<<<<

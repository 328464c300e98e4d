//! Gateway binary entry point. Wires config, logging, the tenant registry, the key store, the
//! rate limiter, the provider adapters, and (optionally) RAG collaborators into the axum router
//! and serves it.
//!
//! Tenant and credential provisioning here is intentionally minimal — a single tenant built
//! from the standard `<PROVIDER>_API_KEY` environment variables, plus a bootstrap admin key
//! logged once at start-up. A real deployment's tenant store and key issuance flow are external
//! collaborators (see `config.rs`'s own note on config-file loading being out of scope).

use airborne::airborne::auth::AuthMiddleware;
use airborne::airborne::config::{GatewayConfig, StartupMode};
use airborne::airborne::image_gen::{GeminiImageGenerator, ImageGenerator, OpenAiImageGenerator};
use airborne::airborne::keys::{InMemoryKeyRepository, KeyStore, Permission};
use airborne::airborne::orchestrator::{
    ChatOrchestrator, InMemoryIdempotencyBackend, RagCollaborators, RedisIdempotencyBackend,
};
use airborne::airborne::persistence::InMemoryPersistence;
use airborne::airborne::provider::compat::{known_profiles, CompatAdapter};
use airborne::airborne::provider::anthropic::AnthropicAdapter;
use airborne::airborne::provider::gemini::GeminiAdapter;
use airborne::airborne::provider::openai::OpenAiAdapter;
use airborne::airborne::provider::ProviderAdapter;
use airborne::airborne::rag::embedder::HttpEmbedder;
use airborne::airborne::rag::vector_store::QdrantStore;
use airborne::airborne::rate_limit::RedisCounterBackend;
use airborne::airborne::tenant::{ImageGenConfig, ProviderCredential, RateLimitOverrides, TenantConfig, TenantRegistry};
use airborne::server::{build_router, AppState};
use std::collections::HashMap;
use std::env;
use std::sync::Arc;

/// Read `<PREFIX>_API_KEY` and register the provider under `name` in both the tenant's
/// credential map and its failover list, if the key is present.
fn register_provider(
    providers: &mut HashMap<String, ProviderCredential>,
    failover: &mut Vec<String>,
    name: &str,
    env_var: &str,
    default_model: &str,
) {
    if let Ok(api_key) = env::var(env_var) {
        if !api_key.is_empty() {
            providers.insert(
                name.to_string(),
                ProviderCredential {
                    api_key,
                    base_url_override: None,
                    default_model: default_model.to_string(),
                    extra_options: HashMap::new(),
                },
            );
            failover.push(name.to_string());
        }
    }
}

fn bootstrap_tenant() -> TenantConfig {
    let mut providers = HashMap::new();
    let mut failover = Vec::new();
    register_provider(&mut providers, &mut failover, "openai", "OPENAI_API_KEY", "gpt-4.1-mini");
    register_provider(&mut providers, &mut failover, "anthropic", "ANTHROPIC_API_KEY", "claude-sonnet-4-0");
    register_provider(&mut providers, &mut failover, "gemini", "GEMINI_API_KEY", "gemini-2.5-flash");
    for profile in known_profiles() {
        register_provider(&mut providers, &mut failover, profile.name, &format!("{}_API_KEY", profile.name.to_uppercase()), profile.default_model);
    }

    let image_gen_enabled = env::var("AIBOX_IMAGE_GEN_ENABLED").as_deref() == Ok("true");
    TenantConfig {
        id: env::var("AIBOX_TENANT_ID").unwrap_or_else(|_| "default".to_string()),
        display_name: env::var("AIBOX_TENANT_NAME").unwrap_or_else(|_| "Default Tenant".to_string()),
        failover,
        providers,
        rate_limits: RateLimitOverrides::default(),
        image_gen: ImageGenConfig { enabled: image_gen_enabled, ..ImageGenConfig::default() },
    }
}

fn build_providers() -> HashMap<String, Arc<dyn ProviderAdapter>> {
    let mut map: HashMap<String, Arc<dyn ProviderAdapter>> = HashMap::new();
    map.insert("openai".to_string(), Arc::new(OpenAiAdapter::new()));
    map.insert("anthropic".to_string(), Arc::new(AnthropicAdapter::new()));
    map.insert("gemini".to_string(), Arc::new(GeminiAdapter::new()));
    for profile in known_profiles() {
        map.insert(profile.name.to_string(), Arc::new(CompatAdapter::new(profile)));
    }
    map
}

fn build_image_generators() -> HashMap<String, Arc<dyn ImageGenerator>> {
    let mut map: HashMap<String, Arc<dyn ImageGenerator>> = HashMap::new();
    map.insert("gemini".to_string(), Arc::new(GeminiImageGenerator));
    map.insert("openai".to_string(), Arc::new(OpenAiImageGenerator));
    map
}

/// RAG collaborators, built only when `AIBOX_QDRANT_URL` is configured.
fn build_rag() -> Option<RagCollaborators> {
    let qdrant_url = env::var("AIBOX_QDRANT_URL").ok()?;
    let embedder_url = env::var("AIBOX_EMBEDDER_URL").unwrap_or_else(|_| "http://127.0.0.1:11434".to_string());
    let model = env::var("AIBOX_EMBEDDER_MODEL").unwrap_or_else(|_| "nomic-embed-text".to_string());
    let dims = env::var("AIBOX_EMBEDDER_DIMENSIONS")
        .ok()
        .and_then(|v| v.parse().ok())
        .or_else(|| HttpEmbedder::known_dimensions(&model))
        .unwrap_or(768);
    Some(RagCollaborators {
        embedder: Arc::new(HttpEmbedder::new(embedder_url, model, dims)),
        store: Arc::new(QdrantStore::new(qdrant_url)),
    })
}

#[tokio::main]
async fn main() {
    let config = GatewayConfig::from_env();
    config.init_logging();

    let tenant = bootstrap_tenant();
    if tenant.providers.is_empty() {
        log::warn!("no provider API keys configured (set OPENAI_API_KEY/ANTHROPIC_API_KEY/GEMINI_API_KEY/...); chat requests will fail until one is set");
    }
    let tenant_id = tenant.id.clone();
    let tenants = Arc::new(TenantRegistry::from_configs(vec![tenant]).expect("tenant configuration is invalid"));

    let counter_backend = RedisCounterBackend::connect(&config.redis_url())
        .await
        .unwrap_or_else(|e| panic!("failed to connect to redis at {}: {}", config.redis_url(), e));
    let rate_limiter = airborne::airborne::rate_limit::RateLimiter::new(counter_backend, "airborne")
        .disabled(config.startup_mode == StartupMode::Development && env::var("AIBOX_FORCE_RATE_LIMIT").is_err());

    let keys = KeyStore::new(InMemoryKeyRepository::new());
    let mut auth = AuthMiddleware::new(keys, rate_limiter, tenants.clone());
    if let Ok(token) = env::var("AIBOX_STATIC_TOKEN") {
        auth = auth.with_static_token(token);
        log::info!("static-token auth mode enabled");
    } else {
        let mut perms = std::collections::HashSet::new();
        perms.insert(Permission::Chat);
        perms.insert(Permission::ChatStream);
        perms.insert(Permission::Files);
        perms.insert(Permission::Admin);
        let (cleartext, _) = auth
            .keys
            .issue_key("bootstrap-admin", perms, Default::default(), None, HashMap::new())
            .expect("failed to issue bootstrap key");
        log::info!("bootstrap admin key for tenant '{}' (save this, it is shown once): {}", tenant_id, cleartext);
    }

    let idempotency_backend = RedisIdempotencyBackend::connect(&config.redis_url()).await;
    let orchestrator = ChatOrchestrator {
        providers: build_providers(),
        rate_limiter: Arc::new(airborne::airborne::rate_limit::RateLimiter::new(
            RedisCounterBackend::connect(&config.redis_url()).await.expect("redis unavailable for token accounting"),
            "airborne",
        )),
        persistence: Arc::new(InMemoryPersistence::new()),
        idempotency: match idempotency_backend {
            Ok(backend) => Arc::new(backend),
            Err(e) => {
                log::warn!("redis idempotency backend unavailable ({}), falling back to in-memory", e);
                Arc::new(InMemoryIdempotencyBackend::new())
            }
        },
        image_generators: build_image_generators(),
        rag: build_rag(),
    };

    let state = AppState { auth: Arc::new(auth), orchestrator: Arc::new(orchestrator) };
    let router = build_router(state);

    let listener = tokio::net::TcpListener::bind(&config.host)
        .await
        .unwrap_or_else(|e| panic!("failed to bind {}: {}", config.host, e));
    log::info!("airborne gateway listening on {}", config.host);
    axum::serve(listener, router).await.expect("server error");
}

>>>>

* [What this task involves]: Where does the string "info" occur in the data above? Copy every line that holds it.

* [Written reply]:
        log::info!("static-token auth mode enabled");
        log::info!("bootstrap admin key for tenant '{}' (save this, it is shown once): {}", tenant_id, cleartext);
    log::info!("airborne gateway listening on {}", config.host);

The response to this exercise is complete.